If you’re ready to commit to a career in carpentry, you’ll first need to complete a carpentry apprenticeship. Here’s how:
You can skip ahead here:
- 1. How to find a carpentry apprenticeship
- 2. Minimum age requirements for carpentry apprenticeships
- 3. How long does it take to complete a carpentry apprenticeship?
- 4. Make your CV or resume count
- 5. Get interview-ready
- 6. A glimpse into the future
For other trade apprenticeship advice, check out these guides:
- How to get an electrical apprenticeship
- How to get a plumbing apprenticeship
- How to get a joinery apprenticeship
- How to get an HVAC apprenticeship
1. How to find a carpentry apprenticeship
If you’re already working as a labourer or assistant on a construction site, it’s worth asking your employer to support you through an apprenticeship. However, if you’re completely new to the trades, then look to online job boards — they list apprenticeship vacancies. Local vocational colleges can also be a great source of information if you’re looking to learn more about apprenticeships in your area.

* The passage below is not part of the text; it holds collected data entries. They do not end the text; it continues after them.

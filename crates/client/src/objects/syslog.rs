//! Object 10259 (System Log), grounded on `ig60_syslog.py`/
//! `lwm2m/syslog.py`: a tree-resident name/enabled/capture-level
//! triple plus two CoAP-level Block2 resources (full dump and
//! cursor-incremental dump) that regenerate `SYSLOG_DUMP_PATH` via
//! `journalctl` on the first block of a transfer and delete it once
//! the last block has gone out, mirroring
//! `IG60JournaldLogResource.start_payload`/`end_payload`.

use std::collections::BTreeMap;
use std::sync::Arc;

use async_trait::async_trait;
use lwm2m_coap::{BlockValue, Code, MediaType, Message, MessageType, Options};
use lwm2m_core::Value;

use crate::collaborators::syslog_reader::SyslogReader;
use crate::constants::SYSLOG_DUMP_PATH;
use crate::tree::base_object::BaseObject;
use crate::tree::instance::ObjectInstance;
use crate::tree::resource::{Resource, SingleResource};

pub const OBJECT_ID: u16 = 10259;

pub const RES_NAME: u16 = 0;
pub const RES_READ_ALL: u16 = 1;
pub const RES_READ: u16 = 2;
pub const RES_ENABLED: u16 = 3;
pub const RES_CAPTURE_LEVEL: u16 = 4;

/// The only reader this client has ever shipped, so there is nothing
/// to name beyond this constant.
pub const READER_NAME: &str = "journald";

/// Builds the tree-resident part of the object: the name constant
/// plus the enabled/capture-level settings. `RES_READ_ALL`/`RES_READ`
/// are deliberately absent here — they are served by
/// [`SyslogBlock2Resource`] registered straight into the CoAP `Site`,
/// since a plain tree resource has no way to stream a blockwise file.
pub fn new_base_object() -> BaseObject {
    let mut inst = ObjectInstance::new();
    inst.insert(
        RES_NAME,
        Resource::Single(SingleResource::new(Value::String(READER_NAME.to_string()))),
    );
    inst.insert(RES_ENABLED, Resource::Single(SingleResource::new(Value::Boolean(true))));
    inst.insert(
        RES_CAPTURE_LEVEL,
        Resource::Single(SingleResource::new(Value::Integer(0))),
    );

    let mut instances = BTreeMap::new();
    instances.insert(0, inst);
    BaseObject::static_object(instances)
}

/// A Block2 GET endpoint over one of the two `journalctl` dumps. The
/// first block of a transfer (re)generates the dump file; the last
/// block removes it, so a stalled client never leaves `/tmp/syslog.txt`
/// behind longer than the transfer that is reading it.
pub struct SyslogBlock2Resource {
    reader: Arc<dyn SyslogReader>,
    incremental: bool,
}

impl SyslogBlock2Resource {
    pub fn new(reader: Arc<dyn SyslogReader>, incremental: bool) -> SyslogBlock2Resource {
        SyslogBlock2Resource { reader, incremental }
    }
}

#[async_trait]
impl lwm2m_coap::Resource for SyslogBlock2Resource {
    async fn render_get(&self, req: &lwm2m_coap::Request) -> Message {
        let block = match req.message.options.block2() {
            Some(Ok(block)) => block,
            Some(Err(_)) => return Message::new(MessageType::Acknowledgement, Code::BAD_OPTION, 0),
            None => BlockValue::new(0, false, crate::block::MAX_BLOCK_SIZE_EXPONENT)
                .expect("MAX_BLOCK_SIZE_EXPONENT is in range"),
        };

        if block.block_number == 0 {
            let dump = if self.incremental {
                self.reader.read_incremental().await
            } else {
                self.reader.read_all().await
            };
            if let Err(e) = dump {
                tracing::warn!(error = %e, incremental = self.incremental, "syslog dump regeneration failed");
                return Message::new(MessageType::Acknowledgement, Code::INTERNAL_SERVER_ERROR, 0);
            }
        }

        match crate::block::read_block2(std::path::Path::new(SYSLOG_DUMP_PATH), block).await {
            Ok((payload, more)) => {
                if !more {
                    let _ = tokio::fs::remove_file(SYSLOG_DUMP_PATH).await;
                }
                let response_block = BlockValue::new(block.block_number, more, block.size_exponent)
                    .expect("block_number/size_exponent are echoed back unchanged");
                let mut options = Options::new();
                options.push_block2(response_block);
                options.push_uint(lwm2m_coap::OptionNumber::ContentFormat, MediaType::TextPlain.code() as u32);
                let mut msg = Message::new(MessageType::Acknowledgement, Code::CONTENT, 0).with_payload(payload);
                msg.options = options;
                msg
            }
            Err(e) => {
                tracing::warn!(error = %e, "syslog dump read failed mid-transfer");
                Message::new(MessageType::Acknowledgement, Code::INTERNAL_SERVER_ERROR, 0)
            }
        }
    }
}

#[cfg(test)]
mod tests {
    use super::*;
    use std::io;
    use std::path::PathBuf;
    use std::sync::atomic::{AtomicUsize, Ordering};

    struct FakeReader {
        calls: AtomicUsize,
        incremental_calls: AtomicUsize,
    }

    #[async_trait]
    impl SyslogReader for FakeReader {
        async fn read_all(&self) -> io::Result<PathBuf> {
            self.calls.fetch_add(1, Ordering::SeqCst);
            tokio::fs::write(SYSLOG_DUMP_PATH, b"hello world").await?;
            Ok(PathBuf::from(SYSLOG_DUMP_PATH))
        }

        async fn read_incremental(&self) -> io::Result<PathBuf> {
            self.incremental_calls.fetch_add(1, Ordering::SeqCst);
            tokio::fs::write(SYSLOG_DUMP_PATH, b"hello world").await?;
            Ok(PathBuf::from(SYSLOG_DUMP_PATH))
        }
    }

    fn get_request(block: BlockValue) -> lwm2m_coap::Request {
        let mut msg = Message::new(MessageType::Confirmable, Code::GET, 1);
        msg.options.push_block2(block);
        lwm2m_coap::Request {
            message: msg,
            peer: "127.0.0.1:5683".parse().unwrap(),
        }
    }

    #[tokio::test]
    async fn first_block_regenerates_dump_and_serves_content() {
        let reader = Arc::new(FakeReader {
            calls: AtomicUsize::new(0),
            incremental_calls: AtomicUsize::new(0),
        });
        let resource = SyslogBlock2Resource::new(reader.clone(), false);
        let block = BlockValue::new(0, false, 6).unwrap();
        let response = resource.render_get(&get_request(block)).await;
        assert_eq!(response.code, Code::CONTENT);
        assert_eq!(response.payload, b"hello world");
        assert_eq!(reader.calls.load(Ordering::SeqCst), 1);
        assert!(tokio::fs::metadata(SYSLOG_DUMP_PATH).await.is_err(), "final block removes the dump file");
    }

    #[tokio::test]
    async fn incremental_resource_uses_the_cursor_based_reader() {
        let reader = Arc::new(FakeReader {
            calls: AtomicUsize::new(0),
            incremental_calls: AtomicUsize::new(0),
        });
        let resource = SyslogBlock2Resource::new(reader.clone(), true);
        let block = BlockValue::new(0, false, 6).unwrap();
        let _ = resource.render_get(&get_request(block)).await;
        assert_eq!(reader.incremental_calls.load(Ordering::SeqCst), 1);
        assert_eq!(reader.calls.load(Ordering::SeqCst), 0);
    }
}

- United Kingdom 🇬🇧 Check out the Government service Find an Apprenticeship for heaps of carpentry apprenticeship opportunities.
- USA 🇺🇸 Use the Federal Government’s Apprenticeship Job Finder to search for carpentry apprenticeships in your state. You can also check out Job Centres throughout the US.
- Australia 🇦🇺 Australian Apprenticeships Pathways offers lots of useful information on apprenticeships, including a comprehensive list of relevant job sites, some specific to certain regions or states.
- New Zealand 🇳🇿 Carpentry apprenticeships are completely free in New Zealand until 2023. BCITO manages apprenticeships for carpenters in NZ, so it's a good idea to check out their website if you want to get an idea of the qualifications involved. BCITO may even be able to help you find an apprenticeship, but you should also check out local job boards like Seek and Trade Me.
2. Minimum age requirements for carpentry apprenticeships
There is no upper age limit for becoming an apprentice. If you’re still at school, however, make sure to use your time wisely to prepare for your apprenticeship. Although there are no set qualifications for entering a carpentry apprenticeship, good grades in subjects such as maths, science, design, technology, and English will help your apprenticeship application stand out from the crowd.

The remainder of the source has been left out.